MATERIAL FOR THIS EXERCISE –
────────────────────────────────────────

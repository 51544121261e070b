use colored::*;
use unicode_width::UnicodeWidthStr;

use crate::terminal::{colors, spinner};

pub const TOTAL_WIDTH: usize = 64;

/// Writes one line to stdout without tearing the progress bar.
pub fn print(msg: &str) {
    spinner::get_spinner().suspend(|| println!("{msg}"));
}

pub fn header(msg: &str, q_level: u8) {
    if q_level > 0 {
        return;
    }

    let formatted: String = format!("⟦ {} ⟧", msg.to_uppercase());
    let msg_width: usize = UnicodeWidthStr::width(formatted.as_str());

    let dash_count: usize = TOTAL_WIDTH.saturating_sub(msg_width);
    let left: usize = dash_count / 2;
    let right: usize = dash_count - left;

    let line: String = format!(
        "{}{}{}",
        "─".repeat(left).bright_black(),
        formatted.bright_green(),
        "─".repeat(right).bright_black()
    );

    print(&line);
}

pub fn fat_separator(q_level: u8) {
    if q_level > 0 {
        return;
    }
    let sep: ColoredString = "═".repeat(TOTAL_WIDTH).bright_black();
    print(&format!("{}", sep));
}

pub fn print_status<T: AsRef<str>>(msg: T) {
    let prefix: ColoredString = ">".color(colors::SEPARATOR);
    let message: String = format!("{} {}", prefix, msg.as_ref().color(colors::TEXT_DEFAULT));
    print(&message);
}

pub fn centerln(msg: &str) {
    let space = " ".repeat(TOTAL_WIDTH.saturating_sub(console::measure_text_width(msg)) / 2);
    print(&format!("{}{}", space, msg));
}

/// Prints a line of the plain-text summary with its markers coloured.
pub fn summary_line(line: &str) {
    if let Some(addr) = line.strip_suffix(" ✓ FOUND") {
        print(&format!("{} {}", addr.color(colors::IPV4_ADDR), "✓ FOUND".green().bold()));
    } else if let Some(addr) = line.strip_suffix(" ✗") {
        print(&format!("{} {}", addr.dimmed(), "✗".red()));
    } else if line.starts_with('[') {
        print(&format!("{}", line.color(colors::PRIMARY).bold()));
    } else {
        print(line);
    }
}

pub fn no_results() {
    centerln(&format!("{}", "NO COZYLIFE DEVICES ANSWERED".red().bold()));
}
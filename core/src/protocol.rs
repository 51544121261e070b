//! # Identify handshake codec
//!
//! CozyLife devices speak newline-framed JSON on TCP. The identify query is
//! `{"cmd":0,"pv":0,"sn":"<millis>","msg":{}}` followed by CR LF; a device
//! answers with an object whose `msg` carries at least `did` and `pid`.

use std::net::Ipv4Addr;
use std::time::{SystemTime, UNIX_EPOCH};

use cozyscan_common::network::device::DiscoveredDevice;
use serde::Serialize;
use serde_json::{Map, Value};

/// Command code of the info/identify query.
pub const CMD_INFO: u8 = 0;
pub const PROTOCOL_VERSION: u8 = 0;
pub const FRAME_TERMINATOR: &[u8] = b"\r\n";
/// Size of the single read performed per probe.
pub const RESPONSE_BUFFER_SIZE: usize = 1024;

/// Result of classifying one probe.
#[derive(Debug, Clone, PartialEq, Eq)]
pub enum ProbeOutcome {
    Found(DiscoveredDevice),
    Absent,
}

impl ProbeOutcome {
    pub fn is_found(&self) -> bool {
        matches!(self, ProbeOutcome::Found(_))
    }

    pub fn into_device(self) -> Option<DiscoveredDevice> {
        match self {
            ProbeOutcome::Found(device) => Some(device),
            ProbeOutcome::Absent => None,
        }
    }
}

#[derive(Debug, Clone, PartialEq, Serialize)]
pub struct IdentifyRequest {
    pub cmd: u8,
    pub pv: u8,
    pub sn: String,
    pub msg: Map<String, Value>,
}

impl IdentifyRequest {
    pub fn new() -> Self {
        Self::with_sn(sequence_number())
    }

    pub fn with_sn(sn: impl Into<String>) -> Self {
        Self {
            cmd: CMD_INFO,
            pv: PROTOCOL_VERSION,
            sn: sn.into(),
            msg: Map::new(),
        }
    }

    /// Compact JSON followed by CR LF, ready for a single write.
    pub fn to_frame(&self) -> serde_json::Result<Vec<u8>> {
        let mut frame = serde_json::to_vec(self)?;
        frame.extend_from_slice(FRAME_TERMINATOR);
        Ok(frame)
    }
}

impl Default for IdentifyRequest {
    fn default() -> Self {
        Self::new()
    }
}

/// Wall-clock milliseconds as a decimal string.
pub fn sequence_number() -> String {
    SystemTime::now()
        .duration_since(UNIX_EPOCH)
        .map(|elapsed| elapsed.as_millis())
        .unwrap_or_default()
        .to_string()
}

/// Classifies the bytes read from `dialed`.
///
/// Anything that is not UTF-8 JSON with an object `msg` holding non-empty
/// `did` and `pid` is [`ProbeOutcome::Absent`].
pub fn classify(raw: &[u8], dialed: Ipv4Addr) -> ProbeOutcome {
    let Ok(text) = std::str::from_utf8(raw) else {
        return ProbeOutcome::Absent;
    };
    let Ok(response) = serde_json::from_str::<Value>(text.trim()) else {
        return ProbeOutcome::Absent;
    };
    let Some(msg) = response.get("msg").and_then(Value::as_object) else {
        return ProbeOutcome::Absent;
    };

    let (Some(serial), Some(product_id)) = (field_text(msg, "did"), field_text(msg, "pid")) else {
        return ProbeOutcome::Absent;
    };

    ProbeOutcome::Found(DiscoveredDevice {
        serial,
        product_id,
        mac: field_text(msg, "mac"),
        ip: field_text(msg, "ip").unwrap_or_else(|| dialed.to_string()),
        address: dialed,
    })
}

/// Non-empty string or number under `key`.
fn field_text(msg: &Map<String, Value>, key: &str) -> Option<String> {
    match msg.get(key)? {
        Value::String(s) if !s.is_empty() => Some(s.clone()),
        Value::Number(n) => Some(n.to_string()),
        _ => None,
    }
}

// ╔════════════════════════════════════════════╗
// ║ ████████╗███████╗███████╗████████╗███████╗ ║
// ║ ╚══██╔══╝██╔════╝██╔════╝╚══██╔══╝██╔════╝ ║
// ║    ██║   █████╗  ███████╗   ██║   ███████╗ ║
// ║    ██║   ██╔══╝  ╚════██║   ██║   ╚════██║ ║
// ║    ██║   ███████╗███████║   ██║   ███████║ ║
// ║    ╚═╝   ╚══════╝╚══════╝   ╚═╝   ╚══════╝ ║
// ╚════════════════════════════════════════════╝
// ╔════════════════════════════════════════════╗
// ║ ████████╗███████╗███████╗████████╗███████╗ ║
// ║ ╚══██╔══╝██╔════╝██╔════╝╚══██╔══╝██╔════╝ ║
// ║    ██║   █████╗  ███████╗   ██║   ███████╗ ║
// ║    ██║   ██╔══╝  ╚════██║   ██║   ╚════██║ ║
// ║    ██║   ███████╗███████║   ██║   ███████║ ║
// ║    ╚═╝   ╚══════╝╚══════╝   ╚═╝   ╚══════╝ ║
// ╚════════════════════════════════════════════╝

#[cfg(test)]
mod tests {
    use super::*;
    use async_trait::async_trait;
    use std::collections::HashSet;
    use std::io;
    use std::time::Duration;
    use tokio::sync::mpsc;

    /// Answers as a device on `devices`, fails locally on `broken`, and is
    /// silent everywhere else. Latency varies per address so completion order
    /// differs from candidate order.
    struct FixtureProber {
        devices: HashSet<Ipv4Addr>,
        broken: HashSet<Ipv4Addr>,
        panicking: HashSet<Ipv4Addr>,
        stop_on: Option<(Ipv4Addr, StopSignal)>,
    }

    impl FixtureProber {
        fn new(devices: &[Ipv4Addr]) -> Self {
            Self {
                devices: devices.iter().copied().collect(),
                broken: HashSet::new(),
                panicking: HashSet::new(),
                stop_on: None,
            }
        }
    }

    #[async_trait]
    impl Prober for FixtureProber {
        async fn probe(&self, addr: Ipv4Addr) -> Result<ProbeOutcome, ProbeError> {
            let last = addr.octets()[3];
            tokio::time::sleep(Duration::from_millis(u64::from(last % 4))).await;

            if let Some((trigger, signal)) = &self.stop_on {
                if *trigger == addr {
                    signal.stop();
                }
            }
            if self.panicking.contains(&addr) {
                panic!("prober bug on {addr}");
            }
            if self.broken.contains(&addr) {
                return Err(ProbeError::Internal {
                    address: addr,
                    source: io::Error::other("no buffer space available"),
                });
            }
            if self.devices.contains(&addr) {
                return Ok(ProbeOutcome::Found(DiscoveredDevice {
                    serial: format!("SERIAL{last:04}"),
                    product_id: "p1".to_string(),
                    mac: None,
                    ip: addr.to_string(),
                    address: addr,
                }));
            }
            Ok(ProbeOutcome::Absent)
        }
    }

    /// Stays silent for a long time on every address.
    struct StallingProber;

    #[async_trait]
    impl Prober for StallingProber {
        async fn probe(&self, _addr: Ipv4Addr) -> Result<ProbeOutcome, ProbeError> {
            tokio::time::sleep(Duration::from_secs(30)).await;
            Ok(ProbeOutcome::Absent)
        }
    }

    fn full_24() -> Vec<Ipv4Addr> {
        (1..=254).map(|i| Ipv4Addr::new(10, 9, 8, i)).collect()
    }

    fn responders() -> Vec<Ipv4Addr> {
        vec![
            Ipv4Addr::new(10, 9, 8, 3),
            Ipv4Addr::new(10, 9, 8, 77),
            Ipv4Addr::new(10, 9, 8, 254),
        ]
    }

    fn device_set(result: &ScanResult) -> HashSet<DiscoveredDevice> {
        result.devices.iter().cloned().collect()
    }

    #[tokio::test]
    async fn device_set_is_independent_of_worker_count() {
        let candidates = full_24();

        let sequential = DiscoveryEngine::new(FixtureProber::new(&responders()), 1)
            .scan(&candidates, None)
            .await;
        let concurrent = DiscoveryEngine::new(FixtureProber::new(&responders()), 32)
            .scan(&candidates, None)
            .await;

        assert_eq!(sequential.devices.len(), 3);
        assert_eq!(concurrent.devices.len(), 3);
        assert_eq!(device_set(&sequential), device_set(&concurrent));
        assert_eq!(sequential.scanned(), 254);
        assert_eq!(concurrent.scanned(), 254);
        assert!(!sequential.interrupted && !concurrent.interrupted);
    }

    #[tokio::test]
    async fn sequential_scan_keeps_probe_order() {
        let result = DiscoveryEngine::new(FixtureProber::new(&responders()), 1)
            .scan(&full_24(), None)
            .await;
        let found: Vec<Ipv4Addr> = result.devices.iter().map(|d| d.address).collect();
        assert_eq!(found, responders());

        let probed: Vec<Ipv4Addr> = result.outcomes.iter().map(|e| e.address).collect();
        assert_eq!(probed, full_24());
    }

    #[tokio::test]
    async fn progress_event_per_candidate() {
        let (tx, mut rx) = mpsc::unbounded_channel();
        let result = DiscoveryEngine::new(FixtureProber::new(&responders()), 16)
            .scan(&full_24(), Some(tx))
            .await;

        let mut events = Vec::new();
        while let Some(event) = rx.recv().await {
            events.push(event);
        }

        assert_eq!(events.len(), 254);
        assert_eq!(events.iter().filter(|e| e.found).count(), 3);
        let addresses: HashSet<Ipv4Addr> = events.iter().map(|e| e.address).collect();
        assert_eq!(addresses.len(), 254);
        assert_eq!(events, result.outcomes);
    }

    #[tokio::test]
    async fn local_failures_do_not_halt_the_scan() {
        let mut prober = FixtureProber::new(&responders());
        prober.broken.insert(Ipv4Addr::new(10, 9, 8, 10));
        prober.broken.insert(Ipv4Addr::new(10, 9, 8, 11));

        let result = DiscoveryEngine::new(prober, 8).scan(&full_24(), None).await;

        assert_eq!(result.failures, 2);
        assert_eq!(result.devices.len(), 3);
        assert_eq!(result.scanned(), 254);
    }

    #[tokio::test]
    async fn panicked_probe_is_still_counted_against_its_address() {
        let broken_addr = Ipv4Addr::new(10, 9, 8, 42);
        let mut prober = FixtureProber::new(&responders());
        prober.panicking.insert(broken_addr);

        let result = DiscoveryEngine::new(prober, 8).scan(&full_24(), None).await;

        assert_eq!(result.failures, 1);
        assert_eq!(result.scanned(), 254);
        assert_eq!(result.devices.len(), 3);
        let event = result
            .outcomes
            .iter()
            .find(|e| e.address == broken_addr)
            .unwrap();
        assert!(!event.found);
    }

    #[tokio::test]
    async fn empty_candidate_list() {
        let result = DiscoveryEngine::new(FixtureProber::new(&[]), 4).scan(&[], None).await;
        assert_eq!(result.scanned(), 0);
        assert!(result.devices.is_empty());
        assert!(!result.interrupted);
    }

    #[tokio::test]
    async fn stopped_engine_probes_nothing() {
        for workers in [1, 8] {
            let engine = DiscoveryEngine::new(FixtureProber::new(&responders()), workers);
            engine.stop_handle().stop();

            let result = engine.scan(&full_24(), None).await;
            assert!(result.interrupted);
            assert_eq!(result.scanned(), 0);
        }
    }

    #[tokio::test]
    async fn sequential_stop_leaves_remaining_candidates_unprobed() {
        let signal = StopSignal::new();
        let mut prober = FixtureProber::new(&responders());
        prober.stop_on = Some((Ipv4Addr::new(10, 9, 8, 5), signal.clone()));

        let mut engine = DiscoveryEngine::new(prober, 1);
        engine.stop_signal = signal;

        let result = engine.scan(&full_24(), None).await;
        assert!(result.interrupted);
        assert_eq!(result.scanned(), 5);
        assert_eq!(result.devices.len(), 1);
    }

    #[tokio::test]
    async fn concurrent_stop_aborts_probes_in_flight() {
        let engine = DiscoveryEngine::new(StallingProber, 16);
        let stop = engine.stop_handle();
        tokio::spawn(async move {
            tokio::time::sleep(Duration::from_millis(50)).await;
            stop.stop();
        });

        let result = tokio::time::timeout(Duration::from_secs(5), engine.scan(&full_24(), None))
            .await
            .expect("stop should end the scan promptly");
        assert!(result.interrupted);
        assert_eq!(result.scanned(), 0);
    }

    #[tokio::test]
    async fn perform_discovery_on_closed_port_finds_nothing() {
        let listener = tokio::net::TcpListener::bind((Ipv4Addr::LOCALHOST, 0))
            .await
            .unwrap();
        let port = listener.local_addr().unwrap().port();
        drop(listener);

        let cfg = Config {
            port,
            timeout: Duration::from_millis(500),
            ..Config::default()
        };
        let result = perform_discovery(&[Ipv4Addr::LOCALHOST], &cfg, None).await;
        assert_eq!(result.scanned(), 1);
        assert!(result.devices.is_empty());
        assert_eq!(result.failures, 0);
    }
}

────────────────────────────────────────

TO DO –
Every line in the entries above that mentions the word "query" must be shown.

WRITTEN REPLY –
//! CozyLife devices speak newline-framed JSON on TCP. The identify query is
/// Command code of the info/identify query.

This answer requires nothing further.